The Global Digital Health Market size is estimated at USD 347.45 billion in 2025, and is expected to reach USD 768.30 billion by 2030, at a CAGR of 17.20% during the forecast period (2025-2030).

Momentum reflects a global pivot from episodic treatment toward continuous, data-driven care supported by artificial intelligence, Internet-of-Things sensors, and advanced analytics. Regulatory agencies are keeping pace: the United States Food and Drug Administration has already given Breakthrough Device designation to 1,041 solutions and cleared 128 of them for commercial use, opening more pathways for evidence-backed digital therapeutics FDA. Wider telehealth reimbursement, national digital health strategies, and demand for remote monitoring from aging populations add further lift. At the same time, the sector remains fragmented because providers, payers, pharmaceutical firms, and big-tech entrants prefer partnership models over outright M&A, resulting in an ecosystem rich in alliances rather than consolidation. Cybersecurity threats and data-sharing barriers temper expansion but have not derailed investment, as vendors continue to embed end-to-end encryption, adopt FHIR standards, and certify cloud environments to win stakeholder trust.

Key Report Takeaways

  • By technology, telehealth led with 47.26% revenue share in 2024, while mHealth applications are projected to compound at 18.05% through 2030.
  • By component, services held 38.91% of digital health market share in 2024; software is expected to advance at an 18.12% CAGR to 2030.
  • By end user, patients & consumers commanded 42.85% of digital health market size in 2024, whereas the payer segment is set to grow 17.85% annually through 2030.
  • By geography, North America captured 43.65% of digital health market share in 2024; Asia-Pacific is on track for an 18.45% CAGR between 2025 and 2030. 

Segment Analysis

By Component: Services Strengthen While Software Accelerates

Services accounted for 38.91% of digital health market revenue in 2024 as health-system executives relied on external partners to deploy complex solutions and manage regulatory compliance.

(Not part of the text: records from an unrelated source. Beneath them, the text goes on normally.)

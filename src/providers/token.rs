//! Twitch app access tokens for IGDB
//!
//! IGDB authenticates with a Twitch application token. With a client secret
//! configured the token is obtained through the client-credentials grant and
//! kept until shortly before it expires. A statically configured token is
//! used verbatim and never refreshed.

use reqwest::Client;
use serde::Deserialize;
use std::time::{Duration, Instant};
use tokio::sync::RwLock;
use tracing::{debug, info, warn};

use crate::config::defaults::TOKEN_EXPIRY_MARGIN_SECS;
use crate::errors::{ProviderError, ProviderResult};
use crate::utils::UrlUtils;

const PROVIDER: &str = "twitch";

#[derive(Debug, Clone)]
enum TokenSource {
    Static(String),
    ClientCredentials {
        client_secret: String,
        token_url: String,
    },
}

#[derive(Debug, Clone)]
struct CachedToken {
    access_token: String,
    expires_at: Instant,
}

impl CachedToken {
    fn is_fresh(&self) -> bool {
        Instant::now() < self.expires_at
    }
}

#[derive(Debug, Deserialize)]
struct TokenResponse {
    access_token: String,
    expires_in: u64,
}

pub struct TwitchTokenManager {
    client: Client,
    client_id: String,
    source: TokenSource,
    current: RwLock<Option<CachedToken>>,
}

impl TwitchTokenManager {
    /// Use a fixed bearer token
    pub fn with_static_token(client: Client, client_id: String, access_token: String) -> Self {
        Self {
            client,
            client_id,
            source: TokenSource::Static(access_token),
            current: RwLock::new(None),
        }
    }

    /// Fetch and refresh tokens with the client-credentials grant
    pub fn with_client_credentials(
        client: Client,
        client_id: String,
        client_secret: String,
        token_url: String,
    ) -> Self {
        Self {
            client,
            client_id,
            source: TokenSource::ClientCredentials {
                client_secret,
                token_url,
            },
            current: RwLock::new(None),
        }
    }

    pub fn client_id(&self) -> &str {
        &self.client_id
    }

    /// Current bearer token, fetching a new one when missing or about to expire
    pub async fn bearer_token(&self) -> ProviderResult<String> {
        let (client_secret, token_url) = match &self.source {
            TokenSource::Static(token) => return Ok(token.clone()),
            TokenSource::ClientCredentials {
                client_secret,
                token_url,
            } => (client_secret, token_url),
        };

        if let Some(token) = self.current.read().await.as_ref()
            && token.is_fresh()
        {
            return Ok(token.access_token.clone());
        }

        let mut current = self.current.write().await;
        // Another caller may have refreshed while we waited for the write lock
        if let Some(token) = current.as_ref()
            && token.is_fresh()
        {
            return Ok(token.access_token.clone());
        }

        let fetched = self.fetch_token(client_secret, token_url).await?;
        let access_token = fetched.access_token.clone();
        *current = Some(fetched);
        Ok(access_token)
    }

    /// Drop the cached token after the provider rejected it
    pub async fn invalidate(&self) {
        if matches!(self.source, TokenSource::ClientCredentials { .. }) {
            let mut current = self.current.write().await;
            if current.take().is_some() {
                info!("Discarded cached IGDB access token after rejection");
            }
        } else {
            warn!("IGDB rejected the configured static access token");
        }
    }

    async fn fetch_token(
        &self,
        client_secret: &str,
        token_url: &str,
    ) -> ProviderResult<CachedToken> {
        debug!(
            "Requesting Twitch app token from {}",
            UrlUtils::obfuscate_credentials(token_url)
        );

        let response = self
            .client
            .post(token_url)
            .query(&[
                ("client_id", self.client_id.as_str()),
                ("client_secret", client_secret),
                ("grant_type", "client_credentials"),
            ])
            .send()
            .await
            .map_err(|e| {
                ProviderError::auth_failed(
                    PROVIDER,
                    UrlUtils::obfuscate_credentials(&e.to_string()),
                )
            })?;

        let status = response.status();
        if !status.is_success() {
            return Err(ProviderError::auth_failed(
                PROVIDER,
                format!(
                    "token endpoint returned {} {}",
                    status.as_u16(),
                    status.canonical_reason().unwrap_or("Unknown")
                ),
            ));
        }

        let body: TokenResponse = response
            .json()
            .await
            .map_err(|e| ProviderError::parse(PROVIDER, format!("invalid token response: {e}")))?;

        let lifetime =
            Duration::from_secs(body.expires_in.saturating_sub(TOKEN_EXPIRY_MARGIN_SECS));
        info!(
            "Obtained Twitch app token valid for {}",
            humantime::format_duration(lifetime)
        );

        Ok(CachedToken {
            access_token: body.access_token,
            expires_at: Instant::now() + lifetime,
        })
    }
}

Engagements often bundle implementation, change-management, and cybersecurity, helping organizations launch tele-ICU programs or chronic-disease apps without overloading internal IT teams. Demand stays robust in markets where shortages of specialized data engineers and informaticians slow do-it-yourself rollouts. Yet the spotlight is shifting to software, which registers the fastest 18.12% CAGR to 2030. Cloud-native platforms that automate charting, surface care-gap alerts, and synthesize multimodal data scale faster than hardware-centric models, letting mid-size hospitals compete with academic centers. 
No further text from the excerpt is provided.